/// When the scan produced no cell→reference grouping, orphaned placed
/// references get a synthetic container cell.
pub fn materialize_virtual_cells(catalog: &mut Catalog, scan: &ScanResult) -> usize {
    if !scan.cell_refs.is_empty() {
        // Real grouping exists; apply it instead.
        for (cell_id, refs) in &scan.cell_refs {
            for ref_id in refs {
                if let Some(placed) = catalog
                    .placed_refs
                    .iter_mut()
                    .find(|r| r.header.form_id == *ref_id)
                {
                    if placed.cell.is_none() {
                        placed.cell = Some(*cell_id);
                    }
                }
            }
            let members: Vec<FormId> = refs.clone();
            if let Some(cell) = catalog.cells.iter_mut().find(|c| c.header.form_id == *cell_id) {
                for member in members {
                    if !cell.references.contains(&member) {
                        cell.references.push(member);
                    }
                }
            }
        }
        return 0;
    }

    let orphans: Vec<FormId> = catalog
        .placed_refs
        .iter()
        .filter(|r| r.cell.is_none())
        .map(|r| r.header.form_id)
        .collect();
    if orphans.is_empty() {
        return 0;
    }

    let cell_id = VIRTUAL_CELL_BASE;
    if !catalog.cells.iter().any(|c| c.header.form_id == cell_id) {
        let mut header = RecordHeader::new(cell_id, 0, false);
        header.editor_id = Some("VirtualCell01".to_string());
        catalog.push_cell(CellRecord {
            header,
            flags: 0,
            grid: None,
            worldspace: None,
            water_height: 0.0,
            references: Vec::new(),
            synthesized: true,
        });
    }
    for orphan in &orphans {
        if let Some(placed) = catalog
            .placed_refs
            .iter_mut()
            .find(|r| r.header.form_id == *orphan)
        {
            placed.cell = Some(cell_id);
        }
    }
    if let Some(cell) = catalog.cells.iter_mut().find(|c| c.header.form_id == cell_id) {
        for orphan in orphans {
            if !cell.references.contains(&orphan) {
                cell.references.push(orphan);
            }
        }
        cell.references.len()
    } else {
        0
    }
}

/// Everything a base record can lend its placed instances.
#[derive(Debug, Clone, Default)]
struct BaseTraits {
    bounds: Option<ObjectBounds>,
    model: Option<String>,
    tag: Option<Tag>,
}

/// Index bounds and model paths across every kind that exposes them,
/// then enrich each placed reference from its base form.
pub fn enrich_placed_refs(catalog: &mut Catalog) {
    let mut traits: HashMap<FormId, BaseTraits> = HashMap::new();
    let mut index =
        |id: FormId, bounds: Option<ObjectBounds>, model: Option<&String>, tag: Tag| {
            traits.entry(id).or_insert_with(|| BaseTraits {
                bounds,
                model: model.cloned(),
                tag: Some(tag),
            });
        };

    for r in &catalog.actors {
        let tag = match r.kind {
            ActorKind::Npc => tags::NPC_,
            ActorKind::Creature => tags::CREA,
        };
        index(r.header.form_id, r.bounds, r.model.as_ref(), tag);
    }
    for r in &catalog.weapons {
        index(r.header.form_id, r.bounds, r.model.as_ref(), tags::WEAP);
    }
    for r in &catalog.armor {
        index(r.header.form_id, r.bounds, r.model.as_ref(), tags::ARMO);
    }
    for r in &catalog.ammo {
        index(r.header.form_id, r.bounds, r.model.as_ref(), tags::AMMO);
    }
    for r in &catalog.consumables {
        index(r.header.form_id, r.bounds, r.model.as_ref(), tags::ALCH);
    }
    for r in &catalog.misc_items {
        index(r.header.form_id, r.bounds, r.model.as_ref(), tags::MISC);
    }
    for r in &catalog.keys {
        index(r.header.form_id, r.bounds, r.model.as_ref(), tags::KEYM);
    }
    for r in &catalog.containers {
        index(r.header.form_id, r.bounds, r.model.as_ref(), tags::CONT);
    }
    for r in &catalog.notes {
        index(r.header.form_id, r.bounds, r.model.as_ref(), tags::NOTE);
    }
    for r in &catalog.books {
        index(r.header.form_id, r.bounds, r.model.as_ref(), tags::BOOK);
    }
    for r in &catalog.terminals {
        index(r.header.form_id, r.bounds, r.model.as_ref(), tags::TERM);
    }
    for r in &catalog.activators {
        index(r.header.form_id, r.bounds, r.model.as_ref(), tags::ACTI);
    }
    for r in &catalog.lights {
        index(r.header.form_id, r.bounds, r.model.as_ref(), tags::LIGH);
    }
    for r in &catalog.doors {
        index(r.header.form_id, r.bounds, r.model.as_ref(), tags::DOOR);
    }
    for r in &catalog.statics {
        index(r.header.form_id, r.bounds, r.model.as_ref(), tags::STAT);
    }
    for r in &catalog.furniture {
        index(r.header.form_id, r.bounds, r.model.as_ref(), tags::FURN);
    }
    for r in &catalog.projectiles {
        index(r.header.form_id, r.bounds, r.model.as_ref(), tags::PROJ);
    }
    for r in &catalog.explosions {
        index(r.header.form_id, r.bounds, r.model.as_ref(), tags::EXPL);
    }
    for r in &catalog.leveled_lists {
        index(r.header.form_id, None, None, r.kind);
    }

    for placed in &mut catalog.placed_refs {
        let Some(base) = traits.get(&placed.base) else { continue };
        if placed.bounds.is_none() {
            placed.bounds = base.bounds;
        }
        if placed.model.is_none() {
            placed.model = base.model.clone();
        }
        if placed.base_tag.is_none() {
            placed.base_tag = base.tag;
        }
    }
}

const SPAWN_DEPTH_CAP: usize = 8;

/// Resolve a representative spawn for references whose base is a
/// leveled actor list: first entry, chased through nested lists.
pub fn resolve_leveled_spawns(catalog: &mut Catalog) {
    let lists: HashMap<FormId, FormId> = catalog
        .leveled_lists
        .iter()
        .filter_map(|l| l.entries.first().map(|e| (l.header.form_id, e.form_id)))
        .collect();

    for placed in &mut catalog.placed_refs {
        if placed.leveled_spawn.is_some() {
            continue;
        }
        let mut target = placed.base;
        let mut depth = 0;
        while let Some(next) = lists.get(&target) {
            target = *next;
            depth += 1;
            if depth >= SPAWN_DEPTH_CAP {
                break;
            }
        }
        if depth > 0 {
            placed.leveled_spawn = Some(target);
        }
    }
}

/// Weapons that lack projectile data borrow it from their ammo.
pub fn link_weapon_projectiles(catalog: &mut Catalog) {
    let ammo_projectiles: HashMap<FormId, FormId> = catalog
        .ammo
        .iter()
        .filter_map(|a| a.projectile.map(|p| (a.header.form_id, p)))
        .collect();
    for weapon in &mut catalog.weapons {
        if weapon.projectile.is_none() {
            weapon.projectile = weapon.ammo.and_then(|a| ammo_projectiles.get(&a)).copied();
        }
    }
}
◆ ◆ ◆ ◆ ◆ ◆ ◆
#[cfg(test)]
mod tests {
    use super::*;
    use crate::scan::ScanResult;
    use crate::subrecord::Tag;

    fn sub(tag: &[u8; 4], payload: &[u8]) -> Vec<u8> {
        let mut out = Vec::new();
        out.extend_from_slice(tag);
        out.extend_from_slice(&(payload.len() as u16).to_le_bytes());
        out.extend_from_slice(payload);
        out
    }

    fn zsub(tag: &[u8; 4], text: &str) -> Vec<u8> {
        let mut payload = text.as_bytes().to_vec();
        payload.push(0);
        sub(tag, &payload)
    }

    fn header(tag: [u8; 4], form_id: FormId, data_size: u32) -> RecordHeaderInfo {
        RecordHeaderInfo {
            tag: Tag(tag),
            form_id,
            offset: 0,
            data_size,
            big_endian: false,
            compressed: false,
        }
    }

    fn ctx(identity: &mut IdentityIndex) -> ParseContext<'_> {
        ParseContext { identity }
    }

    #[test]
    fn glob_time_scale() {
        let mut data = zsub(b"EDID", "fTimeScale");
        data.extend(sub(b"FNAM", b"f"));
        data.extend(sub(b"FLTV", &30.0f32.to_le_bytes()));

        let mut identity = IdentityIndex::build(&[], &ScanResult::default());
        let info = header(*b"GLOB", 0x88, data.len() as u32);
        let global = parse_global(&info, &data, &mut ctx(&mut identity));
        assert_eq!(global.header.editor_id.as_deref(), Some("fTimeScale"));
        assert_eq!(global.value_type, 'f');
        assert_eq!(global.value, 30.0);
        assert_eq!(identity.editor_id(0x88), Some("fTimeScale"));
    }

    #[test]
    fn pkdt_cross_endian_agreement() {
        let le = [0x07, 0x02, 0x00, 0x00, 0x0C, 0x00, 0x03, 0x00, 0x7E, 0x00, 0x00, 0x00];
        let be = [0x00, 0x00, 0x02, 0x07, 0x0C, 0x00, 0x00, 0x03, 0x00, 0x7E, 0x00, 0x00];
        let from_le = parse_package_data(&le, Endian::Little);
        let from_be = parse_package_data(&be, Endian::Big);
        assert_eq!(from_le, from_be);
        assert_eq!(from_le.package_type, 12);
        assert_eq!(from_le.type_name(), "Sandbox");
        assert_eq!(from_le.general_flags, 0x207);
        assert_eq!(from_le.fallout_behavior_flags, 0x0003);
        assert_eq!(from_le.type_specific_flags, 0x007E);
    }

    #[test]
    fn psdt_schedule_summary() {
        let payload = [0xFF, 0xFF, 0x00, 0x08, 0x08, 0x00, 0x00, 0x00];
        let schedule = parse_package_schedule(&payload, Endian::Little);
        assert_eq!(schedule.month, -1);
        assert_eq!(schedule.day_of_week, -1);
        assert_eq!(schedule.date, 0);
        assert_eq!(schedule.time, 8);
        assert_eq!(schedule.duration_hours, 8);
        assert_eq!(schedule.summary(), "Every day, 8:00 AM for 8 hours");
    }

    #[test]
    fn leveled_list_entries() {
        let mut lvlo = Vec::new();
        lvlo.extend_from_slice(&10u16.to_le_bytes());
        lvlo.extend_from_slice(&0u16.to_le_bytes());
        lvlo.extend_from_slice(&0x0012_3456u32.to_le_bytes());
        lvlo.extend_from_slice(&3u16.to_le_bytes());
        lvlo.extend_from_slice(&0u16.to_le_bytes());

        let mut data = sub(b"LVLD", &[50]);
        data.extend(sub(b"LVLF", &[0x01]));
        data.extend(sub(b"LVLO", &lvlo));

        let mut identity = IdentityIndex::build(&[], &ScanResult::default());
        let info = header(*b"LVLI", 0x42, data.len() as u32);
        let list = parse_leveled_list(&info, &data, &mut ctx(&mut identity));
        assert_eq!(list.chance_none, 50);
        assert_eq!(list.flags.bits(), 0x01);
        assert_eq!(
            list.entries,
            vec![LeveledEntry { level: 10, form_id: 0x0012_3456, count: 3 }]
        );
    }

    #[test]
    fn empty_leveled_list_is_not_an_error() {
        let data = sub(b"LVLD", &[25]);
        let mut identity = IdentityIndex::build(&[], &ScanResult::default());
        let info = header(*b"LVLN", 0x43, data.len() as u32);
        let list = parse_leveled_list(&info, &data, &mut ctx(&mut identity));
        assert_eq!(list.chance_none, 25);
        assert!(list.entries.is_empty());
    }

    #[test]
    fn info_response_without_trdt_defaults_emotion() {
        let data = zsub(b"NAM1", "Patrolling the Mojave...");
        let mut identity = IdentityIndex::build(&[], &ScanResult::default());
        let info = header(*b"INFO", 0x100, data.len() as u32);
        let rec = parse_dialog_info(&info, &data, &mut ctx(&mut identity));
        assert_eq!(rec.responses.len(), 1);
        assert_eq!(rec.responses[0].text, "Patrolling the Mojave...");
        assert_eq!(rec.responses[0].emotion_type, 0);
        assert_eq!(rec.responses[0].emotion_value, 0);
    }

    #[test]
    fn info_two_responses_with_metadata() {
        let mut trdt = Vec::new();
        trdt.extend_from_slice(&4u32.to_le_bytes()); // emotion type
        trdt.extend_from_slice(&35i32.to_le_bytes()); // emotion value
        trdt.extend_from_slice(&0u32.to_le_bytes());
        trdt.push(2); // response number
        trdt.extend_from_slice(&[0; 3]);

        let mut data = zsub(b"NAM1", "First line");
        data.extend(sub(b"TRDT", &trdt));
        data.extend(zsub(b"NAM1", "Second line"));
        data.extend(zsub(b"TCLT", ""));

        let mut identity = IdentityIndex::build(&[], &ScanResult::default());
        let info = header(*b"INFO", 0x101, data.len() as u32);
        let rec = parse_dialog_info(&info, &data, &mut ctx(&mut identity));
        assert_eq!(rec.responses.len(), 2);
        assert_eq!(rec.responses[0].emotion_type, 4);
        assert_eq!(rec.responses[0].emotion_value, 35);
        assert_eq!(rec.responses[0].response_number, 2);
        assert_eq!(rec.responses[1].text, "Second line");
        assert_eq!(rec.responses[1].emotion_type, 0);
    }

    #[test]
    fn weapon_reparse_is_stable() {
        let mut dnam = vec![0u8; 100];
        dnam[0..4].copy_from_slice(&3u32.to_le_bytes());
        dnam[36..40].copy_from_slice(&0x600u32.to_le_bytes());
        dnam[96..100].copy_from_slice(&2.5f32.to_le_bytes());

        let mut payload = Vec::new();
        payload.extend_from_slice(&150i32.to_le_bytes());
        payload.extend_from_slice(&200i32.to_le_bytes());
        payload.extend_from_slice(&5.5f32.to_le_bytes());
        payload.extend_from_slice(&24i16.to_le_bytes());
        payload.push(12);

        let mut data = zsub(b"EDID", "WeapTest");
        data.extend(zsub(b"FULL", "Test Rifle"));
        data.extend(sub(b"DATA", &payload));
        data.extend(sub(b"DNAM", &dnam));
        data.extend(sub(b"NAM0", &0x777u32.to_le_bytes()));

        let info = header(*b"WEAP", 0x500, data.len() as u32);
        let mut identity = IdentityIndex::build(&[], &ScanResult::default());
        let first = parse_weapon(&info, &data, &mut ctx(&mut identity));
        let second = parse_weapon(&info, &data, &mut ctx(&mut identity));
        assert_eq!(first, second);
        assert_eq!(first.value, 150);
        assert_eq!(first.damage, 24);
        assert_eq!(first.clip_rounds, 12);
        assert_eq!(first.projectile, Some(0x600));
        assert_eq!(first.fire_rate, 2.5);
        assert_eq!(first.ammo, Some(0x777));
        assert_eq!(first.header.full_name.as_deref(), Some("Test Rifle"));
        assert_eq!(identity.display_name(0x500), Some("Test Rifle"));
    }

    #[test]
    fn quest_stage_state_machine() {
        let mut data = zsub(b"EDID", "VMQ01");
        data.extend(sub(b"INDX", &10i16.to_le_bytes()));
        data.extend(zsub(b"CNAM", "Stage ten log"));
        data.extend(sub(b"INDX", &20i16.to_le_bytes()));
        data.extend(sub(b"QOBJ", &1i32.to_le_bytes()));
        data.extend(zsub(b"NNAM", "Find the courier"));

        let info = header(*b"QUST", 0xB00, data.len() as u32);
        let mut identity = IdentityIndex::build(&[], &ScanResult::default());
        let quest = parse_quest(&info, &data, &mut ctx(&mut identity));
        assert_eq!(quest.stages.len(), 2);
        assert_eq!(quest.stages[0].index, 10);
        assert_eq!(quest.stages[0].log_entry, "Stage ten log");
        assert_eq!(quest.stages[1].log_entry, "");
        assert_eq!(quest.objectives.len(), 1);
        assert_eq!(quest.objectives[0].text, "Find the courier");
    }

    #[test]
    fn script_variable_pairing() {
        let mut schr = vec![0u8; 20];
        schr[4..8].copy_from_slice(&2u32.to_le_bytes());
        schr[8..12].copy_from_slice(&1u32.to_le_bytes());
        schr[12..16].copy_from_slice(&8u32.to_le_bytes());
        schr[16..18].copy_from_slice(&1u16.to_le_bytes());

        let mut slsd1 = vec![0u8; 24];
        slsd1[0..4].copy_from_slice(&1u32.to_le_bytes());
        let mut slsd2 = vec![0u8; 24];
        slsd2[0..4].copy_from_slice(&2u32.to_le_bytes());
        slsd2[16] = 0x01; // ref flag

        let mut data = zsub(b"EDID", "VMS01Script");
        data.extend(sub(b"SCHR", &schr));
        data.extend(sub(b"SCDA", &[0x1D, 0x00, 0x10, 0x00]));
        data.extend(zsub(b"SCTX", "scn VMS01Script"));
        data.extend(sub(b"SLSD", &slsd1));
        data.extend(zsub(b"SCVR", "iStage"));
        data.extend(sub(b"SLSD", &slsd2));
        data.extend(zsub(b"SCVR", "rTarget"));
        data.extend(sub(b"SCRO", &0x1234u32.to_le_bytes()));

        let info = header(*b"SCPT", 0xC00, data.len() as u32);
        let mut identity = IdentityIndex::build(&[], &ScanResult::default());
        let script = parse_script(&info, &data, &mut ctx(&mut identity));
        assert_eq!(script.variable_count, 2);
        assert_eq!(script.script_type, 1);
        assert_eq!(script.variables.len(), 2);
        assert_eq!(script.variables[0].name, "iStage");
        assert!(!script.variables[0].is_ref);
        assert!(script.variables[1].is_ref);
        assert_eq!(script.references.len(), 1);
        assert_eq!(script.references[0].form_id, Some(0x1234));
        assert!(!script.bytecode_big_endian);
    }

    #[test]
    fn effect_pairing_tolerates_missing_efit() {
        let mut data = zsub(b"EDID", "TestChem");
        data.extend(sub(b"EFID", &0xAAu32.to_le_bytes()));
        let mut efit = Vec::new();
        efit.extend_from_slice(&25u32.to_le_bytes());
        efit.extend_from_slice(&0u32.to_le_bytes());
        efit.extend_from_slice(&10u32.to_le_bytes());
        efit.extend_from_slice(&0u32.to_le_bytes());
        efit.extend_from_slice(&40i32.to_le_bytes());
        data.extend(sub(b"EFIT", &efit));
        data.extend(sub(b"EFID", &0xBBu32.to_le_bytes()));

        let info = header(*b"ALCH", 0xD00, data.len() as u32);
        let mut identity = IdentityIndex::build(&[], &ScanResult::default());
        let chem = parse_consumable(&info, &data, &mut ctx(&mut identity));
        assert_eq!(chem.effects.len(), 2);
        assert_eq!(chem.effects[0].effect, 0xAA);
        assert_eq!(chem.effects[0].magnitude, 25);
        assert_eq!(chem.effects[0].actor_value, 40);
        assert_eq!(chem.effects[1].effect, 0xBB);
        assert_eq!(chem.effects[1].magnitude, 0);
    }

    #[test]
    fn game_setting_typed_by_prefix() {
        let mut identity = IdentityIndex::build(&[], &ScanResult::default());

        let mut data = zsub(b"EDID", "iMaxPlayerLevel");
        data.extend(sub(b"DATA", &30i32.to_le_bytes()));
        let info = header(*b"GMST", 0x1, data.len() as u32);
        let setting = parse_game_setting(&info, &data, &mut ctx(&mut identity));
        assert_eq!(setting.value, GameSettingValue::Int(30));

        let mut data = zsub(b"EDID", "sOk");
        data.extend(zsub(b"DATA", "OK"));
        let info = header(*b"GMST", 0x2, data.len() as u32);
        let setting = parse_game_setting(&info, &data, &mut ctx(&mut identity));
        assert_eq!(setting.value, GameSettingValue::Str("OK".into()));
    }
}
◆ ◆ ◆ ◆ ◆ ◆ ◆
**What you need to do**
Please reproduce exactly the lines in the listing above from the one containing "assert_eq!(schedule.duration_hours, 8);" through the one containing "lvlo.extend_from_slice(&3u16.to_le_bytes());", both included, and nothing more.

**Solution below**
        assert_eq!(schedule.duration_hours, 8);
        assert_eq!(schedule.summary(), "Every day, 8:00 AM for 8 hours");
    }

    #[test]
    fn leveled_list_entries() {
        let mut lvlo = Vec::new();
        lvlo.extend_from_slice(&10u16.to_le_bytes());
        lvlo.extend_from_slice(&0u16.to_le_bytes());
        lvlo.extend_from_slice(&0x0012_3456u32.to_le_bytes());
        lvlo.extend_from_slice(&3u16.to_le_bytes());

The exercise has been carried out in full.